What is concerning is the increase in exercise equipment injuries, Graves says. According to NEISS data, these injuries nearly tripled from 1991 to 2012. The same is true of treadmill injuries, she adds.
'You may even die'
The rise in exercise equipment-related injuries could be due to two factors: the spread in fitness equipment as devices have gotten cheaper and more powerful, and the proliferation of smartphones and other mobile electronic devices that may distract us as we try to run. The iPhone was introduced in 2007, for example, and exercise equipment injuries increased 45 percent over the next three years.
Commercial treadmills at health clubs also feature an increasing number of buttons to be pushed and monitors to be checked, not to mention built-in television controls for built-in screens.
Unfamiliarity with increasingly complex treadmills can be a factor in injuries, says Jared Staver, a Chicago personal injury attorney who says he has handled more than 100 cases involving gym injuries.
"Clearly if there's not someone there to instruct a user, especially a novice user, in how to use a machine, then I think the technology and the knowledge of how to set the speeds and so forth could certainly play a role in an accident, he said, stressing that he has no knowledge of Goldberg's death beyond what he has heard from news accounts.

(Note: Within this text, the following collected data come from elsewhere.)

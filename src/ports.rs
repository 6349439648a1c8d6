//! Outbound seams of the lifecycle engine: storage, event stream and payment gateway.
//! Concrete adapters live in `adapters`, `events` and `gateway`.

use async_trait::async_trait;
use chrono::{DateTime, Utc};
use thiserror::Error;
use uuid::Uuid;

use crate::domain::{Transaction, TransactionStats, TransactionStatus};
use crate::gateway::{GatewayError, GatewayStatusReport, PaymentHandle, PaymentRequest};

#[derive(Error, Debug)]
pub enum RepositoryError {
    #[error("Transaction {0} not found")]
    NotFound(Uuid),
    #[error("Database error: {0}")]
    Database(#[from] sqlx::Error),
    #[error("Transaction {0} already exists")]
    Duplicate(Uuid),
    #[error("Corrupt transaction row: {0}")]
    Decode(String),
}

pub type RepositoryResult<T> = Result<T, RepositoryError>;

/// Page bounds. `None` means unbounded for that parameter.
#[derive(Debug, Clone, Copy, Default, PartialEq, Eq)]
pub struct Page {
    pub limit: Option<i64>,
    pub offset: Option<i64>,
}

impl Page {
    /// Builds a page from raw caller values, treating non-positive values as "no bound".
    pub fn from_raw(limit: i64, offset: i64) -> Self {
        Self {
            limit: (limit > 0).then_some(limit),
            offset: (offset > 0).then_some(offset),
        }
    }
}

/// Fields written together by a single conditional status update.
#[derive(Debug, Clone, PartialEq)]
pub struct StatusUpdate {
    pub status: TransactionStatus,
    pub completed_at: Option<DateTime<Utc>>,
    pub failure_reason: Option<String>,
    pub upi_reference: Option<String>,
}

#[async_trait]
pub trait TransactionRepository: Send + Sync {
    async fn insert(&self, tx: &Transaction) -> RepositoryResult<Transaction>;

    async fn get_by_id(&self, id: Uuid) -> RepositoryResult<Transaction>;

    /// Transactions the user initiated or is the counterparty of, newest first.
    async fn list_for_user(&self, user_id: &str, page: Page) -> RepositoryResult<Vec<Transaction>>;

    /// Atomically applies `update` only if the stored status still equals `expected`.
    /// Returns `None` when the precondition no longer holds.
    async fn update_status_if(
        &self,
        id: Uuid,
        expected: TransactionStatus,
        update: &StatusUpdate,
    ) -> RepositoryResult<Option<Transaction>>;

    /// Stores the gateway's own id for later `verify` calls. Leaves status untouched.
    async fn record_gateway_reference(
        &self,
        id: Uuid,
        gateway_transaction_id: &str,
    ) -> RepositoryResult<Transaction>;

    async fn stats_for_user(&self, user_id: &str) -> RepositoryResult<TransactionStats>;

    /// PENDING transactions with a gateway reference created before `older_than`, oldest first.
    async fn list_stale_pending(
        &self,
        older_than: DateTime<Utc>,
        limit: i64,
    ) -> RepositoryResult<Vec<Transaction>>;
}

#[derive(Error, Debug)]
pub enum PublishError {
    #[error("publish to {topic} timed out after {timeout_ms}ms")]
    Timeout { topic: String, timeout_ms: u128 },
    #[error("publish transport error: {0}")]
    Transport(String),
    #[error("payload encoding failed: {0}")]
    Encode(#[from] serde_json::Error),
    #[error("{0} of {1} publishers failed: {2}")]
    Partial(usize, usize, String),
}

impl From<redis::RedisError> for PublishError {
    fn from(err: redis::RedisError) -> Self {
        PublishError::Transport(err.to_string())
    }
}

/// Best-effort event sink. Callers log failures and carry on.
#[async_trait]
pub trait EventPublisher: Send + Sync {
    async fn publish(&self, topic: &str, payload: &serde_json::Value) -> Result<(), PublishError>;
}

#[async_trait]
pub trait PaymentGateway: Send + Sync {
    async fn initiate(&self, request: &PaymentRequest) -> Result<PaymentHandle, GatewayError>;

    async fn verify(&self, gateway_transaction_id: &str) -> Result<GatewayStatusReport, GatewayError>;

    fn circuit_state(&self) -> &'static str {
        "closed"
    }
}
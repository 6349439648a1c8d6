//! HMAC-SHA256 signatures on gateway webhook bodies.

use hmac::{Hmac, Mac};
use sha2::Sha256;

pub const SIGNATURE_HEADER: &str = "x-upi-signature";

type HmacSha256 = Hmac<Sha256>;

/// Hex HMAC-SHA256 of `body` under `secret`.
pub fn sign(secret: &str, body: &[u8]) -> String {
    // HMAC accepts keys of any length.
    let mut mac = match HmacSha256::new_from_slice(secret.as_bytes()) {
        Ok(mac) => mac,
        Err(_) => return String::new(),
    };
    mac.update(body);
    hex::encode(mac.finalize().into_bytes())
}

/// Constant-time check of a hex signature against `body`.
pub fn verify(secret: &str, body: &[u8], signature_hex: &str) -> bool {
    let Ok(expected) = hex::decode(signature_hex.trim()) else {
        return false;
    };
    let Ok(mut mac) = HmacSha256::new_from_slice(secret.as_bytes()) else {
        return false;
    };
    mac.update(body);
    mac.verify_slice(&expected).is_ok()
}
//! In-memory implementation of TransactionRepository.
//!
//! Every conditional update runs under one write lock, which gives the same
//! compare-and-set guarantee the Postgres adapter gets from `WHERE status = $n`.
//! Single-process only.

use async_trait::async_trait;
use chrono::{DateTime, Utc};
use std::collections::HashMap;
use std::sync::Arc;
use tokio::sync::RwLock;
use uuid::Uuid;

use crate::domain::{Transaction, TransactionStats, TransactionStatus};
use crate::ports::{Page, RepositoryError, RepositoryResult, StatusUpdate, TransactionRepository};

#[derive(Default)]
struct Inner {
    records: HashMap<Uuid, Transaction>,
    /// Insertion order, used as the tie-breaker for "newest first".
    order: Vec<Uuid>,
}

#[derive(Default, Clone)]
pub struct InMemoryTransactionRepository {
    inner: Arc<RwLock<Inner>>,
}

impl InMemoryTransactionRepository {
    pub fn new() -> Self {
        Self::default()
    }

    pub async fn len(&self) -> usize {
        self.inner.read().await.records.len()
    }
}

#[async_trait]
impl TransactionRepository for InMemoryTransactionRepository {
    async fn insert(&self, tx: &Transaction) -> RepositoryResult<Transaction> {
        let mut inner = self.inner.write().await;
        if inner.records.contains_key(&tx.id) {
            return Err(RepositoryError::Duplicate(tx.id));
        }
        inner.records.insert(tx.id, tx.clone());
        inner.order.push(tx.id);
        Ok(tx.clone())
    }

    async fn get_by_id(&self, id: Uuid) -> RepositoryResult<Transaction> {
        let inner = self.inner.read().await;
        inner
            .records
            .get(&id)
            .cloned()
            .ok_or(RepositoryError::NotFound(id))
    }

    async fn list_for_user(&self, user_id: &str, page: Page) -> RepositoryResult<Vec<Transaction>> {
        let inner = self.inner.read().await;
        let mut matching: Vec<&Transaction> = inner
            .order
            .iter()
            .rev()
            .filter_map(|id| inner.records.get(id))
            .filter(|tx| tx.involves(user_id))
            .collect();
        // Stable sort keeps reverse insertion order for equal timestamps.
        matching.sort_by(|a, b| b.created_at.cmp(&a.created_at));

        let offset = page.offset.unwrap_or(0).max(0) as usize;
        let limit = page.limit.map(|l| l.max(0) as usize).unwrap_or(usize::MAX);

        Ok(matching
            .into_iter()
            .skip(offset)
            .take(limit)
            .cloned()
            .collect())
    }

    async fn update_status_if(
        &self,
        id: Uuid,
        expected: TransactionStatus,
        update: &StatusUpdate,
    ) -> RepositoryResult<Option<Transaction>> {
        let mut inner = self.inner.write().await;
        let record = inner
            .records
            .get_mut(&id)
            .ok_or(RepositoryError::NotFound(id))?;

        if record.status != expected {
            return Ok(None);
        }

        record.status = update.status;
        record.completed_at = update.completed_at;
        if let Some(reason) = &update.failure_reason {
            record.failure_reason = Some(reason.clone());
        }
        if let Some(upi_ref) = &update.upi_reference {
            record.upi_reference = Some(upi_ref.clone());
        }
        record.updated_at = Utc::now();

        Ok(Some(record.clone()))
    }

    async fn record_gateway_reference(
        &self,
        id: Uuid,
        gateway_transaction_id: &str,
    ) -> RepositoryResult<Transaction> {
        let mut inner = self.inner.write().await;
        let record = inner
            .records
            .get_mut(&id)
            .ok_or(RepositoryError::NotFound(id))?;
        record.gateway_transaction_id = Some(gateway_transaction_id.to_string());
        record.updated_at = Utc::now();
        Ok(record.clone())
    }

    async fn stats_for_user(&self, user_id: &str) -> RepositoryResult<TransactionStats> {
        let inner = self.inner.read().await;
        let mut stats = TransactionStats::default();
        for tx in inner.records.values().filter(|tx| tx.user_id == user_id) {
            stats.total += 1;
            match tx.status {
                TransactionStatus::Success => stats.successful += 1,
                TransactionStatus::Failed => stats.failed += 1,
                TransactionStatus::Pending => stats.pending += 1,
                TransactionStatus::Cancelled => {}
            }
        }
        Ok(stats)
    }

    async fn list_stale_pending(
        &self,
        older_than: DateTime<Utc>,
        limit: i64,
    ) -> RepositoryResult<Vec<Transaction>> {
        let inner = self.inner.read().await;
        let mut stale: Vec<Transaction> = inner
            .order
            .iter()
            .filter_map(|id| inner.records.get(id))
            .filter(|tx| {
                tx.status == TransactionStatus::Pending
                    && tx.gateway_transaction_id.is_some()
                    && tx.created_at < older_than
            })
            .cloned()
            .collect();
        stale.sort_by_key(|tx| tx.created_at);
        stale.truncate(limit.max(0) as usize);
        Ok(stale)
    }
}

"There is an inherent risk to working out. We all know that. If you overdo it, you may hurt yourself and obviously you may even die," Staver admits. "It's kind of 'user beware.' If you're going to go on a foreign machine that you've never used before, you have a duty to yourself to make sure you are instructed on that machine's particular use and you use it accordingly. If you don't do that but instead go ahead full steam, you may suffer the consequences."
Graves points out, however, you can get hurt using something as innocuous as a yoga ball or an elastic band - as Sen. Harry Reid, D-Nev., did on New Year's Day.
She says more research needs to be done to see if treadmills are really any more dangerous than other types of exercise equipment, and if cellphones are really a distraction to treadmill runners.
"I don't think it's outside the realm of possibility that if you're running on a treadmill and you get this text from a reporter at The Washington Post, then you'll stop and get thrown off the back," she says. "So I don't think it's outside the realm of possibility that an injury can occur while being distracted by a mobile or electronic device."
Goldberg's family has not said how his fatal injury occurred, or if he was using a cellphone at the time.